I'm a bit less certain. Past is no indication of future, but China has been the most successful authoritarian country to date. Enough for me to start questioning whether democracy is truly the only way.

For example, I look at their recent crack down rather enviously - to pivot from consumer internet which they realized they have no competitive advantage over into the "German model" where industrialization is key, is a much better approach considering their industrial base and current political climate. In the US, things are moving much slower.

So IDK - I'm not sure if I buy the "it'll get worse" effect. Besides, you could be right, just off by 500 years. In the longrun - we're all dead


>I'm a bit less certain. Past is no indication of future, but China has been the most successful authoritarian country to date. Enough for me to start questioning whether democracy is truly the only way.

There's a 200 year old quote by Scottish historian Alexander Fraser Tytler that elaborates on this viewpoint:

“A democracy cannot exist as a permanent form of government. It can only exist until the voters discover that they can vote themselves largesse from the public treasury. From that moment on, the majority always votes for the candidates promising the most benefits from the public treasury with the result that a democracy always collapses over loose fiscal policy, always followed by a dictatorship. The average age of the world's greatest civilizations has been 200 years. These nations have progressed through this sequence: From bondage to spiritual faith; From spiritual faith to great courage; From courage to liberty; From liberty to abundance; From abundance to selfishness; From selfishness to apathy; From apathy to dependence; From dependence back into bondage.”

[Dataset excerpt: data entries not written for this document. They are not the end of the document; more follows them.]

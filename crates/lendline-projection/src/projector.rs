use chrono::{DateTime, Utc};

use lendline_ledger::{RawLoanRecord, RawPaymentRecord};
use lendline_types::{Amount, LoanId, LoanStatus};

use crate::error::ProjectionError;
use crate::loan::{Loan, Payment};

/// Deterministic projection from raw ledger records.
pub struct LoanProjector;

impl LoanProjector {
    /// Project one loan and its payment history.
    ///
    /// Fails on an unknown status code, an unrepresentable timestamp, or a
    /// record whose fields contradict its status.
    pub fn project(
        id: LoanId,
        record: &RawLoanRecord,
        payments: &[RawPaymentRecord],
    ) -> Result<Loan, ProjectionError> {
        let status = LoanStatus::from_code(record.status).map_err(|_| {
            ProjectionError::UnknownStatus {
                loan_id: id,
                code: record.status,
            }
        })?;

        let payments = payments
            .iter()
            .map(|p| Self::project_payment(id, p))
            .collect::<Result<Vec<_>, _>>()?;

        let next_payment_due_at = match record.next_payment_due {
            0 => None,
            secs => Some(decode_timestamp(id, secs)?),
        };

        let loan = Loan {
            id,
            borrower: record.borrower,
            lender: record.lender.non_zero(),
            principal: Amount::from_wei(record.amount),
            collateral: Amount::from_wei(record.collateral_amount),
            interest_rate_bps: record.interest_bps,
            duration_secs: record.duration_secs,
            purpose: record.purpose.clone(),
            status,
            repaid_amount: Amount::from_wei(record.repaid_amount),
            total_amount_due: Amount::from_wei(record.total_amount_due),
            installment_amount: Amount::from_wei(record.installment_amount),
            next_payment_due_at,
            is_defaulted: record.is_defaulted,
            payments,
        };

        check_consistency(&loan)?;
        Ok(loan)
    }

    pub fn project_payment(
        id: LoanId,
        record: &RawPaymentRecord,
    ) -> Result<Payment, ProjectionError> {
        Ok(Payment {
            amount: Amount::from_wei(record.amount),
            timestamp: decode_timestamp(id, record.timestamp)?,
            remaining_balance_after: Amount::from_wei(record.remaining_balance),
        })
    }
}

fn decode_timestamp(id: LoanId, secs: u64) -> Result<DateTime<Utc>, ProjectionError> {
    i64::try_from(secs)
        .ok()
        .and_then(|s| DateTime::<Utc>::from_timestamp(s, 0))
        .ok_or(ProjectionError::InvalidTimestamp {
            loan_id: id,
            value: secs,
        })
}

fn check_consistency(loan: &Loan) -> Result<(), ProjectionError> {
    let inconsistent = |reason: &str| ProjectionError::Inconsistent {
        loan_id: loan.id,
        reason: reason.to_string(),
    };

    if loan.borrower.is_zero() {
        return Err(inconsistent("borrower is unset"));
    }
    if loan.lender.is_some() != loan.status.has_lender() {
        return Err(inconsistent("lender presence contradicts status"));
    }
    if loan.is_defaulted != (loan.status == LoanStatus::Defaulted) {
        return Err(inconsistent("default flag contradicts status"));
    }
    if loan.status.is_active() && loan.repaid_amount >= loan.total_amount_due {
        return Err(inconsistent("active loan is fully repaid"));
    }
    if loan.status == LoanStatus::Completed && loan.repaid_amount != loan.total_amount_due {
        return Err(inconsistent("completed loan is not fully repaid"));
    }

    let paid = loan
        .payments
        .iter()
        .try_fold(Amount::ZERO, |acc, p| acc.checked_add(p.amount))
        .ok_or_else(|| inconsistent("payment total overflows"))?;
    if paid != loan.repaid_amount {
        return Err(inconsistent("payments do not sum to repaid amount"));
    }
    Ok(())
}

#[cfg(test)]
mod tests {
    use lendline_types::Address;

    use super::*;

    fn units(n: u64) -> u128 {
        Amount::from_units(n).as_wei()
    }

    fn pending_record() -> RawLoanRecord {
        RawLoanRecord {
            borrower: Address::derive("borrower"),
            amount: units(100),
            interest_bps: 1_000,
            duration_secs: 30 * 86_400,
            collateral_amount: units(10),
            lender: Address::ZERO,
            repaid_amount: 0,
            next_payment_due: 0,
            installment_amount: units(110),
            total_amount_due: units(110),
            is_defaulted: false,
            status: 0,
            purpose: "x".into(),
        }
    }

    fn completed_record() -> (RawLoanRecord, Vec<RawPaymentRecord>) {
        let mut record = pending_record();
        record.lender = Address::derive("lender");
        record.status = 3;
        record.repaid_amount = units(110);
        let payments = vec![RawPaymentRecord {
            amount: units(110),
            timestamp: 1_700_000_100,
            remaining_balance: 0,
        }];
        (record, payments)
    }

    #[test]
    fn projects_pending_loan() {
        let loan = LoanProjector::project(LoanId(0), &pending_record(), &[]).unwrap();
        assert_eq!(loan.status, LoanStatus::Pending);
        assert_eq!(loan.lender, None);
        assert_eq!(loan.principal.to_string(), "100");
        assert_eq!(loan.duration_days(), 30);
        assert_eq!(loan.next_payment_due_at, None);
        assert_eq!(loan.remaining_balance(), Amount::from_units(110));
        assert_eq!(loan.progress(), 0.0);
    }

    #[test]
    fn projects_payment_history_in_order() {
        let (record, payments) = completed_record();
        let loan = LoanProjector::project(LoanId(3), &record, &payments).unwrap();
        assert_eq!(loan.status, LoanStatus::Completed);
        assert_eq!(loan.payments.len(), 1);
        assert_eq!(loan.payments[0].timestamp.timestamp(), 1_700_000_100);
        assert_eq!(loan.payments[0].remaining_balance_after, Amount::ZERO);
        assert_eq!(loan.progress(), 1.0);
    }

    #[test]
    fn unknown_status_is_not_coerced() {
        let mut record = pending_record();
        record.status = 6;
        assert_eq!(
            LoanProjector::project(LoanId(1), &record, &[]),
            Err(ProjectionError::UnknownStatus {
                loan_id: LoanId(1),
                code: 6
            })
        );
    }

    #[test]
    fn out_of_range_timestamp_fails() {
        let (record, mut payments) = completed_record();
        payments[0].timestamp = u64::MAX;
        let err = LoanProjector::project(LoanId(2), &record, &payments).unwrap_err();
        assert!(matches!(err, ProjectionError::InvalidTimestamp { .. }));
        assert_eq!(err.loan_id(), LoanId(2));
    }

    #[test]
    fn lender_contradicting_status_fails() {
        let mut record = pending_record();
        record.lender = Address::derive("lender");
        assert!(matches!(
            LoanProjector::project(LoanId(0), &record, &[]),
            Err(ProjectionError::Inconsistent { .. })
        ));
    }

    #[test]
    fn default_flag_must_match_status() {
        let mut record = pending_record();
        record.lender = Address::derive("lender");
        record.status = 4;
        assert!(LoanProjector::project(LoanId(0), &record, &[]).is_err());
        record.is_defaulted = true;
        let loan = LoanProjector::project(LoanId(0), &record, &[]).unwrap();
        assert!(loan.is_defaulted);
    }

    #[test]
    fn payments_must_sum_to_repaid() {
        let (record, mut payments) = completed_record();
        payments[0].amount = units(100);
        assert!(LoanProjector::project(LoanId(0), &record, &payments).is_err());
    }

    #[test]
    fn projection_is_deterministic() {
        let (record, payments) = completed_record();
        let a = LoanProjector::project(LoanId(0), &record, &payments).unwrap();
        let b = LoanProjector::project(LoanId(0), &record, &payments).unwrap();
        assert_eq!(
            serde_json::to_vec(&a).unwrap(),
            serde_json::to_vec(&b).unwrap()
        );
    }
}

> While true, that's the lesser of the competitive advantages. China's companies are locked in a highly restrictive CCP control box, which they're not allowed out of. That box will shrink further, suffocating the companies as it goes. It heavily limits how they can compete, what they can do, how fast they can move, and those restrictions will keep getting worse....The purges will get worse, the controls will get worse. It'll make it far more difficult for China's big tech companies to operate, they'll be increasingly hamstrung.

Is that insight or reassuring complacency?

I don't think China will be a replay of the Soviet Union. It's clear that the CCP wants remind people it's top dog, but it's not clear that will make those companies uncompetitive failures in the world market.

> The fake cover reason was data security. The real reason is that Xi and the CCP want China's tech giants pulled back home and away from foreign listings (foreign ownership, foreign influence). China ideally wants those listings to be domestic-only in the future.

How is this bad for the PRC? If anything, embrace of foreign ownership and foreign influence has weakened Western economies.